Naturally, the talks were welcomed by the pro-independence ERC party, as the bilateral summit was one of the party's main demands when it agreed not to block Socialist party leader Pedro Sánchez's bid to become Spanish president.
ERC's spokesman in the Spanish parliament, Gabriel Rufián, said that the start of the talks was enough to make "any democrat proud," and he added that "it's good news to see people talking, in dialogue, and not threatening or imprisoning each other."
PP pledges "all measures" in opposing talks
However, the unionist PP party was far from happy with the start of the talks, promising to take "all measures" to make sure that the "concessions" granted by Sánchez to the pro-independence camp "are not worth the paper they are written on."
Accusing the talks of "fracturing the equality between Spaniards," the conservative opposition party said that by agreeing to sit down with the Catalan pro-independence government, Sánchez had chosen "extremism over moderation."
In Catalonia, president Quim Torra welcomed that the start of the talks on Wednesday had opened up the "path of dialogue," but regretted that the Spanish government will not consider "amnesty [for the jailed independence leaders] and self-determination."
As for the head of the Catalan Socialists, Miquel Iceta, he said that his party was "very satisfied" that the talks had gone ahead, bringing to an end to "seven years without political dialogue between the [the Spanish and Catalan] governments."
Right-wing unionist fears about Spain's unity
Yet, the right-wing unionist parties in Catalonia were as unhappy with the talks as their Spanish counterparts, with head of the Catalan PP party, Alejandro Fernández, saying his party is "vigilant and above all worried" about how far the talks might undermine Spain's unity.
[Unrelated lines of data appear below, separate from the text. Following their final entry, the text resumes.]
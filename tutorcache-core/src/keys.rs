use serde::Serialize;
use serde_json::{Map, Value};

use crate::CacheError;

/// Separates the request path from its serialized parameters in a cache key.
pub const KEY_SEPARATOR: char = ':';

/// Trait for request descriptors that know their own cache key.
///
/// The key must be deterministic: two logically identical requests produce
/// the same key regardless of the declaration order of their parameters.
///
/// # Examples
///
/// ```
/// use tutorcache_core::{CacheableKey, RequestKey};
/// use serde_json::json;
///
/// let a = RequestKey::new("/tutors", Some(json!({"subject": "math", "page": 2})));
/// let b = RequestKey::new("/tutors", Some(json!({"page": 2, "subject": "math"})));
/// assert_eq!(a.to_cache_key(), b.to_cache_key());
/// assert_eq!(a.to_cache_key(), r#"/tutors:{"page":2,"subject":"math"}"#);
/// ```
pub trait CacheableKey {
    fn to_cache_key(&self) -> String;
}

/// A read request: path plus optional query/filter parameters.
#[derive(Clone, Debug, PartialEq)]
pub struct RequestKey {
    pub path: String,
    pub params: Option<Value>,
}

impl RequestKey {
    pub fn new(path: impl Into<String>, params: Option<Value>) -> Self {
        Self {
            path: path.into(),
            params,
        }
    }
}

impl CacheableKey for RequestKey {
    fn to_cache_key(&self) -> String {
        cache_key(&self.path, self.params.as_ref())
    }
}

impl CacheableKey for str {
    fn to_cache_key(&self) -> String {
        cache_key(self, None)
    }
}

impl CacheableKey for String {
    fn to_cache_key(&self) -> String {
        cache_key(self, None)
    }
}

/// Builds the cache key `"<path>:<json(params-or-{})>"`.
///
/// Parameters are canonicalized first, so object key order never affects the key.
pub fn cache_key(path: &str, params: Option<&Value>) -> String {
    let params = match params {
        Some(Value::Null) | None => Value::Object(Map::new()),
        Some(value) => canonicalize(value.clone()),
    };
    // Serializing a `Value` cannot fail
    format!("{path}{KEY_SEPARATOR}{params}")
}

/// Builds a cache key from any serializable parameter type.
///
/// # Errors
///
/// Returns [`CacheError::KeySerialization`] if `params` cannot be represented as JSON
/// (for example a map with non-string keys).
pub fn cache_key_for<P: Serialize + ?Sized>(path: &str, params: &P) -> Result<String, CacheError> {
    let value = serde_json::to_value(params)?;
    Ok(cache_key(path, Some(&value)))
}

/// Recursively sorts object keys.
///
/// `serde_json::Map` is only sorted when the `preserve_order` feature is off, and
/// any crate in the dependency graph can switch it on, so keys are sorted here
/// explicitly.
pub fn canonicalize(value: Value) -> Value {
    match value {
        Value::Object(map) => {
            let mut entries: Vec<(String, Value)> = map.into_iter().collect();
            entries.sort_by(|(a, _), (b, _)| a.cmp(b));
            Value::Object(
                entries
                    .into_iter()
                    .map(|(k, v)| (k, canonicalize(v)))
                    .collect(),
            )
        }
        Value::Array(items) => Value::Array(items.into_iter().map(canonicalize).collect()),
        other => other,
    }
}

/// Returns the path part of a cache key.
///
/// The boundary is the first separator followed by a JSON object or array. Keys
/// not produced by [`cache_key`] are returned whole.
pub fn key_path(key: &str) -> &str {
    let bytes = key.as_bytes();
    key.match_indices(KEY_SEPARATOR)
        .map(|(idx, _)| idx)
        .find(|&idx| matches!(bytes.get(idx + 1), Some(b'{') | Some(b'[')))
        .map_or(key, |idx| &key[..idx])
}

#[cfg(test)]
mod tests {
    use super::*;
    use serde_json::json;
    use std::collections::HashMap;

    #[test]
    fn test_empty_params_serialize_as_empty_object() {
        assert_eq!(cache_key("/tutors", None), "/tutors:{}");
        assert_eq!(cache_key("/tutors", Some(&Value::Null)), "/tutors:{}");
        assert_eq!(cache_key("tutors", Some(&json!({}))), "tutors:{}");
    }

    #[test]
    fn test_nested_objects_are_canonical() {
        let a = json!({"filter": {"z": 1, "a": [{"y": 2, "b": 3}]}, "page": 1});
        let b = json!({"page": 1, "filter": {"a": [{"b": 3, "y": 2}], "z": 1}});
        assert_eq!(cache_key("/bookings", Some(&a)), cache_key("/bookings", Some(&b)));
        assert_eq!(
            cache_key("/bookings", Some(&a)),
            r#"/bookings:{"filter":{"a":[{"b":3,"y":2}],"z":1},"page":1}"#
        );
    }

    #[test]
    fn test_array_order_is_significant() {
        let a = json!({"ids": [1, 2]});
        let b = json!({"ids": [2, 1]});
        assert_ne!(cache_key("/users", Some(&a)), cache_key("/users", Some(&b)));
    }

    #[test]
    fn test_cache_key_for_serializable() {
        #[derive(Serialize)]
        struct Filter {
            subject: &'static str,
            page: u32,
        }

        let key = cache_key_for("/tutors", &Filter { subject: "math", page: 3 }).unwrap();
        assert_eq!(key, r#"/tutors:{"page":3,"subject":"math"}"#);
    }

    #[test]
    fn test_cache_key_for_rejects_non_string_map_keys() {
        let mut params = HashMap::new();
        params.insert(vec![1u8], 1);
        assert!(matches!(
            cache_key_for("/tutors", &params),
            Err(CacheError::KeySerialization(_))
        ));
    }

    #[test]
    fn test_key_path() {
        assert_eq!(key_path("/tutors/42:{}"), "/tutors/42");
        assert_eq!(key_path(r#"/tutors:{"page":1}"#), "/tutors");
        assert_eq!(key_path("/a:b/c:{}"), "/a:b/c");
        assert_eq!(key_path("no-separator"), "no-separator");
    }

    #[test]
    fn test_string_keys() {
        assert_eq!("/subjects".to_cache_key(), "/subjects:{}");
        assert_eq!(String::from("/subjects").to_cache_key(), "/subjects:{}");
    }
}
As for Ciutadans, the largest unionist party in Catalonia, its leader, Lorena Roldán, insisted that Wednesday's talks were not about "solving the problems of Catalans, but about negotiating privileges for the separatists."
For Roldán, it was "pitiful" to see Sánchez's government "on its knees before Torra's blackmail," and she added that Ciutadans will continue to defend "the majority of Catalans who Sánchez disregards."